Por outro lado, Verdelli já mudou de opinião diversas vezes sobre um mesmo jogador. Nesse sentido, o olheiro entende que o Wyscout é importante para começar ou fechar um processo – ou seja, para iniciar a observação de um jogador ou rever uma partida acompanhada ao vivo. “Somado a isso, há o nosso olho, a nossa avaliação. Nosso trabalho requer paixão e, sobretudo, paciência. Cuidado ao avaliar um jogador: não podemos saber se este ou aquele está jogando mal por um motivo particular”, analisa.
Com a pandemia, o chefe de olheiros interista ressaltou que a distribuição dos países não mudou muito. “Observamos bastante França, Espanha, Bélgica, Holanda e Portugal. Menos a Inglaterra, porque é um mercado muito caro”, revela. Para Verdelli, a verdadeira diferença no trabalho pós-covid se dá em relação à América do Sul. “Duas vezes por ano, eu sempre viajava por volta de um mês: uma em novembro e dezembro, outra em abril e maio. Eu via os treinamentos, estudava o entorno do jovem, seus hábitos, sua família e amizades. Todas essas coisas fazem falta”, afirma.
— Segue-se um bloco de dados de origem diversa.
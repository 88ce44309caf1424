// SPDX-FileCopyrightText: 2026 Cardkeep Contributors
// SPDX-License-Identifier: MIT OR Apache-2.0

//! Password complexity rules applied when a user registers.

use cardkeep_config::model::PasswordPolicyConfig;
use cardkeep_core::{CardkeepError, Result};

/// Complexity requirements for new passwords.
///
/// Length is counted in Unicode scalar values. "Special" means any character
/// that is neither alphanumeric nor whitespace.
#[derive(Debug, Clone, PartialEq, Eq)]
pub struct PasswordPolicy {
    pub min_length: usize,
    pub require_uppercase: bool,
    pub require_lowercase: bool,
    pub require_digit: bool,
    pub require_special: bool,
}

impl Default for PasswordPolicy {
    fn default() -> Self {
        Self::from(&PasswordPolicyConfig::default())
    }
}

impl From<&PasswordPolicyConfig> for PasswordPolicy {
    fn from(config: &PasswordPolicyConfig) -> Self {
        Self {
            min_length: config.min_length,
            require_uppercase: config.require_uppercase,
            require_lowercase: config.require_lowercase,
            require_digit: config.require_digit,
            require_special: config.require_special,
        }
    }
}

impl PasswordPolicy {
    /// Check `password` against every rule.
    ///
    /// All violations are reported together in a single
    /// [`CardkeepError::InvalidInput`].
    pub fn validate(&self, password: &str) -> Result<()> {
        let violations = self.violations(password);
        if violations.is_empty() {
            return Ok(());
        }
        Err(CardkeepError::InvalidInput(format!(
            "password does not meet policy: {}",
            violations.join("; ")
        )))
    }

    fn violations(&self, password: &str) -> Vec<String> {
        let mut out = Vec::new();

        if password.trim().is_empty() {
            out.push("must not be empty".to_string());
        }
        let length = password.chars().count();
        if length < self.min_length {
            out.push(format!(
                "must be at least {} characters (got {length})",
                self.min_length
            ));
        }
        if self.require_uppercase && !password.chars().any(char::is_uppercase) {
            out.push("must contain an uppercase letter".to_string());
        }
        if self.require_lowercase && !password.chars().any(char::is_lowercase) {
            out.push("must contain a lowercase letter".to_string());
        }
        if self.require_digit && !password.chars().any(|c| c.is_ascii_digit()) {
            out.push("must contain a digit".to_string());
        }
        if self.require_special
            && !password
                .chars()
                .any(|c| !c.is_alphanumeric() && !c.is_whitespace())
        {
            out.push("must contain a special character".to_string());
        }

        out
    }
}
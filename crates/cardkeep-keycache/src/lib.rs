// SPDX-FileCopyrightText: 2026 Cardkeep Contributors
// SPDX-License-Identifier: MIT OR Apache-2.0

//! In-memory cache of unlocked user keys.
//!
//! A user's derived key is cached after a successful unlock and stays
//! available while the user keeps using it. Each successful
//! [`KeyCache::try_get`] pushes the deadline out by the entry's TTL. An idle
//! entry expires on its own and is evicted lazily on the next access or by
//! the optional [`spawn_sweeper`] task.

pub mod cache;
pub mod clock;
pub mod sweep;

pub use cache::{KeyCache, MAX_TTL};
pub use clock::{Clock, ManualClock, SystemClock};
pub use sweep::spawn_sweeper;
// SPDX-FileCopyrightText: 2026 Cardkeep Contributors
// SPDX-License-Identifier: MIT OR Apache-2.0

//! cardkeep - password hashing and protected card storage toolkit.
//!
//! This is the binary entry point.

mod doctor;
mod prompt;

use std::process::ExitCode;

use cardkeep_config::CardkeepConfig;
use cardkeep_crypto::{HashParams, PasswordHasher, verify_password};
use clap::{Parser, Subcommand};
use secrecy::ExposeSecret;
use tracing::debug;

/// cardkeep - password hashing and protected card storage toolkit.
#[derive(Parser, Debug)]
#[command(name = "cardkeep", version, about, long_about = None)]
struct Cli {
    #[command(subcommand)]
    command: Commands,
}

/// Available subcommands.
#[derive(Subcommand, Debug)]
enum Commands {
    /// Hash a password with the configured Argon2id parameters.
    Hash,
    /// Check a password against an encoded hash. Exits 0 on match, 1 otherwise.
    Verify {
        /// The `$argon2id$v=19$...` string to check against.
        encoded_hash: String,
    },
    /// Validate and print the effective configuration.
    Config,
    /// Run an in-memory self check of every layer.
    Doctor {
        /// Disable colored output.
        #[arg(long)]
        plain: bool,
    },
}

#[tokio::main]
async fn main() -> ExitCode {
    let cli = Cli::parse();

    let config = match cardkeep_config::load_and_validate() {
        Ok(config) => config,
        Err(errors) => {
            cardkeep_config::render_errors(&errors);
            return ExitCode::FAILURE;
        }
    };

    init_tracing(&config.logging.level);
    debug!(command = ?cli.command, "starting");

    match cli.command {
        Commands::Hash => run_hash(&config).await,
        Commands::Verify { encoded_hash } => run_verify(&encoded_hash).await,
        Commands::Config => run_config(&config),
        Commands::Doctor { plain } => {
            if doctor::run_doctor(&config, plain).await {
                ExitCode::SUCCESS
            } else {
                ExitCode::FAILURE
            }
        }
    }
}

async fn run_hash(config: &CardkeepConfig) -> ExitCode {
    let password = match prompt::read_password("Password") {
        Ok(password) => password,
        Err(e) => return report(e),
    };
    let hasher = match PasswordHasher::new(HashParams::from(&config.hashing)) {
        Ok(hasher) => hasher,
        Err(e) => return report(e),
    };

    let hashed = tokio::task::spawn_blocking(move || hasher.hash(password.expose_secret())).await;
    match hashed {
        Ok(Ok(encoded)) => {
            println!("{encoded}");
            ExitCode::SUCCESS
        }
        Ok(Err(e)) => report(e),
        Err(e) => {
            eprintln!("error: hashing task failed: {e}");
            ExitCode::FAILURE
        }
    }
}

async fn run_verify(encoded_hash: &str) -> ExitCode {
    let password = match prompt::read_password("Password") {
        Ok(password) => password,
        Err(e) => return report(e),
    };

    let encoded = encoded_hash.to_string();
    let matched =
        tokio::task::spawn_blocking(move || verify_password(password.expose_secret(), &encoded))
            .await
            .unwrap_or(false);

    if matched {
        println!("match");
        ExitCode::SUCCESS
    } else {
        println!("no match");
        ExitCode::FAILURE
    }
}

fn run_config(config: &CardkeepConfig) -> ExitCode {
    match config.to_toml_string() {
        Ok(toml) => {
            print!("{toml}");
            ExitCode::SUCCESS
        }
        Err(e) => {
            eprintln!("error: failed to serialize configuration: {e}");
            ExitCode::FAILURE
        }
    }
}

fn report(error: cardkeep_core::CardkeepError) -> ExitCode {
    eprintln!("error: {error}");
    ExitCode::FAILURE
}

/// Initialize the tracing subscriber with an env filter.
///
/// `RUST_LOG` wins over the configured level.
fn init_tracing(log_level: &str) {
    use tracing_subscriber::EnvFilter;

    let filter = EnvFilter::try_from_default_env()
        .unwrap_or_else(|_| EnvFilter::new(format!("cardkeep={log_level},warn")));

    tracing_subscriber::fmt()
        .with_env_filter(filter)
        .with_target(true)
        .with_writer(std::io::stderr)
        .init();
}
// SPDX-FileCopyrightText: 2026 Cardkeep Contributors
// SPDX-License-Identifier: MIT OR Apache-2.0

//! Protected record service for cardkeep.
//!
//! Ties together the password hasher, key derivation, the key cache, and the
//! field cipher. Callers register a user, log in to unlock the user's derived
//! key, then protect and reveal individual fields (or whole cards) while the
//! session stays unlocked.

pub mod cards;
pub mod memory_store;
pub mod service;

pub use cards::{CardSecrets, EncodedCard, ProtectedCard, RevealedCard};
pub use memory_store::MemoryStore;
pub use service::ProtectedRecordService;
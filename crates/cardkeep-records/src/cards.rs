// SPDX-FileCopyrightText: 2026 Cardkeep Contributors
// SPDX-License-Identifier: MIT OR Apache-2.0

//! Sensitive parts of a stored loyalty card.

use std::fmt;

use cardkeep_core::{EncodedField, EncryptedField, Result};
use secrecy::SecretString;
use serde::{Deserialize, Serialize};

/// Plaintext card secrets as supplied by the owner.
pub struct CardSecrets {
    pub card_number: SecretString,
    /// Optional PIN. `None` means the card has no PIN, which is different
    /// from an empty PIN.
    pub pin: Option<SecretString>,
}

impl CardSecrets {
    pub fn new(card_number: impl Into<String>, pin: Option<String>) -> Self {
        Self {
            card_number: SecretString::from(card_number.into()),
            pin: pin.map(SecretString::from),
        }
    }
}

impl fmt::Debug for CardSecrets {
    fn fmt(&self, f: &mut fmt::Formatter<'_>) -> fmt::Result {
        f.debug_struct("CardSecrets")
            .field("card_number", &"[REDACTED]")
            .field("pin", &self.pin.as_ref().map(|_| "[REDACTED]"))
            .finish()
    }
}

/// Encrypted card secrets, ready to persist.
#[derive(Debug, Clone, PartialEq, Eq)]
pub struct ProtectedCard {
    pub card_number: EncryptedField,
    pub pin: Option<EncryptedField>,
}

impl ProtectedCard {
    /// Text form of every present field.
    pub fn encode(&self) -> EncodedCard {
        EncodedCard {
            card_number: self.card_number.encode(),
            pin: self.pin.as_ref().map(EncryptedField::encode),
        }
    }
}

/// Persistence representation of a [`ProtectedCard`].
#[derive(Debug, Clone, PartialEq, Eq, Serialize, Deserialize)]
pub struct EncodedCard {
    pub card_number: EncodedField,
    pub pin: Option<EncodedField>,
}

impl EncodedCard {
    pub fn decode(&self) -> Result<ProtectedCard> {
        Ok(ProtectedCard {
            card_number: self.card_number.decode()?,
            pin: self.pin.as_ref().map(EncodedField::decode).transpose()?,
        })
    }
}

/// Decrypted card secrets returned to the owner. Same shape as the input.
pub type RevealedCard = CardSecrets;
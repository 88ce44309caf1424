// SPDX-FileCopyrightText: 2026 Cardkeep Contributors
// SPDX-License-Identifier: MIT OR Apache-2.0

//! Time sources for cache expiry.

use std::fmt;
use std::sync::{Mutex, PoisonError};
use std::time::{Duration, Instant};

/// Monotonic time source consulted on every cache access.
pub trait Clock: Send + Sync + fmt::Debug {
    fn now(&self) -> Instant;
}

/// The real monotonic clock.
#[derive(Debug, Default, Clone, Copy)]
pub struct SystemClock;

impl Clock for SystemClock {
    fn now(&self) -> Instant {
        Instant::now()
    }
}

/// A clock that only moves when told to.
///
/// Lets expiry be tested deterministically without sleeping.
#[derive(Debug)]
pub struct ManualClock {
    origin: Instant,
    offset: Mutex<Duration>,
}

impl ManualClock {
    pub fn new() -> Self {
        Self {
            origin: Instant::now(),
            offset: Mutex::new(Duration::ZERO),
        }
    }

    /// Move the clock forward by `by`.
    pub fn advance(&self, by: Duration) {
        let mut offset = self.offset.lock().unwrap_or_else(PoisonError::into_inner);
        *offset += by;
    }

    /// Total time advanced since creation.
    pub fn elapsed(&self) -> Duration {
        *self.offset.lock().unwrap_or_else(PoisonError::into_inner)
    }
}

impl Default for ManualClock {
    fn default() -> Self {
        Self::new()
    }
}

impl Clock for ManualClock {
    fn now(&self) -> Instant {
        self.origin + self.elapsed()
    }
}
// SPDX-FileCopyrightText: 2026 Cardkeep Contributors
// SPDX-License-Identifier: MIT OR Apache-2.0

//! Error types for the cardkeep protection subsystem.

use thiserror::Error;

use crate::types::UserId;

/// Result alias used across the cardkeep crates.
pub type Result<T> = std::result::Result<T, CardkeepError>;

/// The primary error type returned by every fallible cardkeep operation.
///
/// `Locked` and `DecryptionFailed` carry no payload on purpose: their text is
/// fixed so callers cannot tell a wrong key from tampered data.
#[derive(Debug, Error)]
pub enum CardkeepError {
    /// Empty or malformed arguments, rejected before any cryptographic work.
    #[error("invalid input: {0}")]
    InvalidInput(String),

    /// A credential or key salt record is missing for the user.
    #[error("not found: {0}")]
    NotFound(String),

    /// The operation needs an unlocked session and none is cached.
    #[error("session is locked")]
    Locked,

    /// Authentication tag mismatch or malformed ciphertext triple.
    #[error("decryption failed")]
    DecryptionFailed,

    /// Unknown user or wrong password during login.
    #[error("invalid user or password")]
    AuthenticationFailed,

    /// A credential already exists for this user.
    #[error("user {0} is already registered")]
    AlreadyRegistered(UserId),

    /// Failure inside a cryptographic primitive (RNG, parameter setup).
    #[error("crypto error: {0}")]
    Crypto(String),

    /// Persistence boundary errors reported by a `CredentialStore`.
    #[error("storage error: {source}")]
    Storage {
        source: Box<dyn std::error::Error + Send + Sync>,
    },

    /// Configuration errors.
    #[error("configuration error: {0}")]
    Config(String),

    /// Internal or unexpected errors (e.g. a panicked blocking task).
    #[error("internal error: {0}")]
    Internal(String),
}

impl CardkeepError {
    /// Wrap any error raised by a persistence backend.
    pub fn storage<E>(source: E) -> Self
    where
        E: std::error::Error + Send + Sync + 'static,
    {
        Self::Storage {
            source: Box::new(source),
        }
    }
}
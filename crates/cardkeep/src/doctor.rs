// SPDX-FileCopyrightText: 2026 Cardkeep Contributors
// SPDX-License-Identifier: MIT OR Apache-2.0

//! `cardkeep doctor` command implementation.
//!
//! Exercises every layer with the effective configuration: hashing, key
//! derivation, field encryption, and a full in-memory session lifecycle.
//! Nothing is written to disk.

use std::io::IsTerminal;
use std::sync::Arc;
use std::time::{Duration, Instant};

use cardkeep_config::CardkeepConfig;
use cardkeep_core::{CardkeepError, KEY_SALT_LENGTH, UserId};
use cardkeep_crypto::{FieldCipher, HashParams, KeyDeriver, PasswordHasher};
use cardkeep_records::{CardSecrets, MemoryStore, ProtectedRecordService};
use secrecy::{ExposeSecret, SecretString};
use tokio_util::sync::CancellationToken;

/// Hashing slower than this is flagged as a likely misconfiguration.
const SLOW_HASH_THRESHOLD: Duration = Duration::from_secs(2);

const SAMPLE_CARD_NUMBER: &str = "4111111111111111";

/// Status of a diagnostic check.
#[derive(Debug, Clone, PartialEq, Eq)]
pub enum CheckStatus {
    Pass,
    Warn,
    Fail,
}

/// Result of a single diagnostic check.
#[derive(Debug, Clone)]
pub struct CheckResult {
    pub name: String,
    pub status: CheckStatus,
    pub message: String,
    pub duration: Duration,
}

impl CheckResult {
    fn new(name: &str, status: CheckStatus, message: impl Into<String>, start: Instant) -> Self {
        Self {
            name: name.to_string(),
            status,
            message: message.into(),
            duration: start.elapsed(),
        }
    }

    fn from_outcome(name: &str, outcome: Result<String, CardkeepError>, start: Instant) -> Self {
        match outcome {
            Ok(message) => Self::new(name, CheckStatus::Pass, message, start),
            Err(e) => Self::new(name, CheckStatus::Fail, e.to_string(), start),
        }
    }
}

/// Run the `cardkeep doctor` command. Returns whether every check passed
/// without failures.
pub async fn run_doctor(config: &CardkeepConfig, plain: bool) -> bool {
    let use_color = !plain && std::io::stdout().is_terminal();

    let results = vec![
        check_hashing(config).await,
        check_key_derivation(config).await,
        check_field_cipher(),
        check_session_lifecycle(config).await,
    ];

    println!();
    println!("  cardkeep doctor");
    println!("  {}", "-".repeat(50));

    let mut fail_count = 0;
    let mut warn_count = 0;
    for result in &results {
        match result.status {
            CheckStatus::Pass => {}
            CheckStatus::Warn => warn_count += 1,
            CheckStatus::Fail => fail_count += 1,
        }
        println!("{}", format_line(result, use_color));
    }

    println!();
    if fail_count > 0 || warn_count > 0 {
        let issues = fail_count + warn_count;
        let issue_word = if issues == 1 { "issue" } else { "issues" };
        println!("  {issues} {issue_word} found.");
    } else {
        println!("  All checks passed.");
    }
    println!();

    fail_count == 0
}

fn format_line(result: &CheckResult, use_color: bool) -> String {
    use colored::Colorize;

    let duration_ms = result.duration.as_millis();
    let (symbol, message) = match (&result.status, use_color) {
        (CheckStatus::Pass, true) => ("✓".green().to_string(), result.message.clone()),
        (CheckStatus::Warn, true) => ("!".yellow().to_string(), result.message.yellow().to_string()),
        (CheckStatus::Fail, true) => ("✗".red().to_string(), result.message.red().to_string()),
        (CheckStatus::Pass, false) => ("[OK]  ".to_string(), result.message.clone()),
        (CheckStatus::Warn, false) => ("[WARN]".to_string(), result.message.clone()),
        (CheckStatus::Fail, false) => ("[FAIL]".to_string(), result.message.clone()),
    };
    format!(
        "    {symbol} {:<20} {message} ({duration_ms}ms)",
        result.name
    )
}

/// A password that satisfies any valid policy configuration.
fn sample_password(config: &CardkeepConfig) -> SecretString {
    let mut password = String::from("Doctor-Check-1");
    while password.chars().count() < config.password_policy.min_length {
        password.push('x');
    }
    SecretString::from(password)
}

async fn check_hashing(config: &CardkeepConfig) -> CheckResult {
    const NAME: &str = "Password hashing";
    let start = Instant::now();
    let params = HashParams::from(&config.hashing);
    let password = sample_password(config);

    let outcome = tokio::task::spawn_blocking(move || -> Result<String, CardkeepError> {
        let hasher = PasswordHasher::new(params)?;
        let encoded = hasher.hash(password.expose_secret())?;
        if !hasher.verify(password.expose_secret(), &encoded) {
            return Err(CardkeepError::Internal("fresh hash did not verify".to_string()));
        }
        if hasher.verify("not-the-password", &encoded) {
            return Err(CardkeepError::Internal("wrong password verified".to_string()));
        }
        Ok(format!(
            "argon2id m={} t={} p={}",
            params.memory_cost, params.iterations, params.parallelism
        ))
    })
    .await
    .unwrap_or_else(|e| Err(CardkeepError::Internal(format!("check panicked: {e}"))));

    let mut result = CheckResult::from_outcome(NAME, outcome, start);
    if result.status == CheckStatus::Pass && result.duration > SLOW_HASH_THRESHOLD {
        result.status = CheckStatus::Warn;
        result.message = format!("{} (slow, consider lowering memory_cost)", result.message);
    }
    result
}

async fn check_key_derivation(config: &CardkeepConfig) -> CheckResult {
    const NAME: &str = "Key derivation";
    let start = Instant::now();
    let deriver = match KeyDeriver::try_from(&config.key_derivation) {
        Ok(deriver) => deriver,
        Err(e) => return CheckResult::from_outcome(NAME, Err(e), start),
    };
    let password = sample_password(config);

    let outcome = tokio::task::spawn_blocking(move || -> Result<String, CardkeepError> {
        let salt = [0x5a; KEY_SALT_LENGTH];
        let first = deriver.derive(password.expose_secret(), &salt)?;
        let second = deriver.derive(password.expose_secret(), &salt)?;
        if first != second {
            return Err(CardkeepError::Internal(
                "derivation is not deterministic".to_string(),
            ));
        }
        Ok(format!(
            "pbkdf2-hmac-sha256 {} iterations",
            deriver.iterations()
        ))
    })
    .await
    .unwrap_or_else(|e| Err(CardkeepError::Internal(format!("check panicked: {e}"))));

    CheckResult::from_outcome(NAME, outcome, start)
}

fn check_field_cipher() -> CheckResult {
    const NAME: &str = "Field cipher";
    let start = Instant::now();

    let outcome = field_cipher_roundtrip();
    CheckResult::from_outcome(NAME, outcome, start)
}

fn field_cipher_roundtrip() -> Result<String, CardkeepError> {
    let key = [0x42; 32];
    let mut field = FieldCipher::encrypt(SAMPLE_CARD_NUMBER, &key)?;
    if FieldCipher::decrypt(&field, &key)? != SAMPLE_CARD_NUMBER {
        return Err(CardkeepError::Internal("round trip mismatch".to_string()));
    }
    field.tag[0] ^= 1;
    match FieldCipher::decrypt(&field, &key) {
        Err(CardkeepError::DecryptionFailed) => Ok("aes-256-gcm".to_string()),
        _ => Err(CardkeepError::Internal(
            "tampered field was not rejected".to_string(),
        )),
    }
}

async fn check_session_lifecycle(config: &CardkeepConfig) -> CheckResult {
    const NAME: &str = "Session lifecycle";
    let start = Instant::now();
    let outcome = session_lifecycle(config).await;
    CheckResult::from_outcome(NAME, outcome, start)
}

async fn session_lifecycle(config: &CardkeepConfig) -> Result<String, CardkeepError> {
    let service = ProtectedRecordService::from_config(config, Arc::new(MemoryStore::new()))?;
    let cancel = CancellationToken::new();
    let _sweeper = service.spawn_cache_sweeper(config, cancel.clone());
    let _stop_sweeper = cancel.drop_guard();
    let user = UserId::new_random();
    let password = sample_password(config);

    service.register(user, &password).await?;
    service.login(user, &password).await?;

    let card = CardSecrets::new(SAMPLE_CARD_NUMBER, Some("0420".to_string()));
    let protected = service.protect_card(&user, &card)?;
    let revealed = service.reveal_card(&user, &protected.encode().decode()?)?;
    if revealed.card_number.expose_secret() != SAMPLE_CARD_NUMBER {
        return Err(CardkeepError::Internal("revealed card mismatch".to_string()));
    }

    service.lock(&user);
    match service.reveal_field(&user, &protected.card_number) {
        Err(CardkeepError::Locked) => Ok("register, login, protect, reveal, lock".to_string()),
        _ => Err(CardkeepError::Internal(
            "field still readable after lock".to_string(),
        )),
    }
}

#[cfg(test)]
mod tests {
    use super::*;

    fn fast_config() -> CardkeepConfig {
        let mut config = CardkeepConfig::default();
        config.hashing.memory_cost = 19456;
        config.hashing.iterations = 1;
        config.hashing.parallelism = 1;
        config
    }

    #[test]
    fn sample_password_meets_policy_length() {
        let mut config = CardkeepConfig::default();
        config.password_policy.min_length = 24;
        assert_eq!(sample_password(&config).expose_secret().chars().count(), 24);
    }

    #[test]
    fn cipher_check_passes() {
        assert_eq!(check_field_cipher().status, CheckStatus::Pass);
    }

    #[tokio::test]
    async fn lifecycle_check_passes_with_defaults() {
        let result = check_session_lifecycle(&fast_config()).await;
        assert_eq!(result.status, CheckStatus::Pass, "{}", result.message);
    }

    #[tokio::test]
    async fn zero_kdf_iterations_fail_the_check() {
        let mut config = fast_config();
        config.key_derivation.iterations = 0;
        let result = check_key_derivation(&config).await;
        assert_eq!(result.status, CheckStatus::Fail);
        assert!(result.message.contains("non-zero"), "{}", result.message);
    }

    #[tokio::test]
    async fn doctor_reports_success() {
        assert!(run_doctor(&fast_config(), true).await);
    }

    #[test]
    fn plain_lines_use_text_markers() {
        let result = CheckResult {
            name: "Field cipher".to_string(),
            status: CheckStatus::Fail,
            message: "boom".to_string(),
            duration: Duration::from_millis(3),
        };
        let line = format_line(&result, false);
        assert!(line.contains("[FAIL]"));
        assert!(line.contains("boom"));
        assert!(line.contains("(3ms)"));
    }
}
Corrado Verdelli finaliza a sua entrevista afirmando que, em tempos de pandemia, a confiança na rede de contatos é ainda mais importante do que em condições normais. “Precisamos confiar nas pessoas que estão no lugar [em que os atletas se encontram]. Por consequência, isso aumenta o trabalho do diretor esportivo, que deve pedir informações aos seus contatos sobre o jogador que avaliamos”, argumentou. Foi através desse processo que, por exemplo, se chegou ao nome de Lautaro Martínez, contratado no primeiro semestre de 2018 após muita observação por parte dos nerazzurri e por conta da ajuda de Diego Milito, ídolo nerazzurro no ‘triplete’, então diretor esportivo do Racing. Quem será o próximo?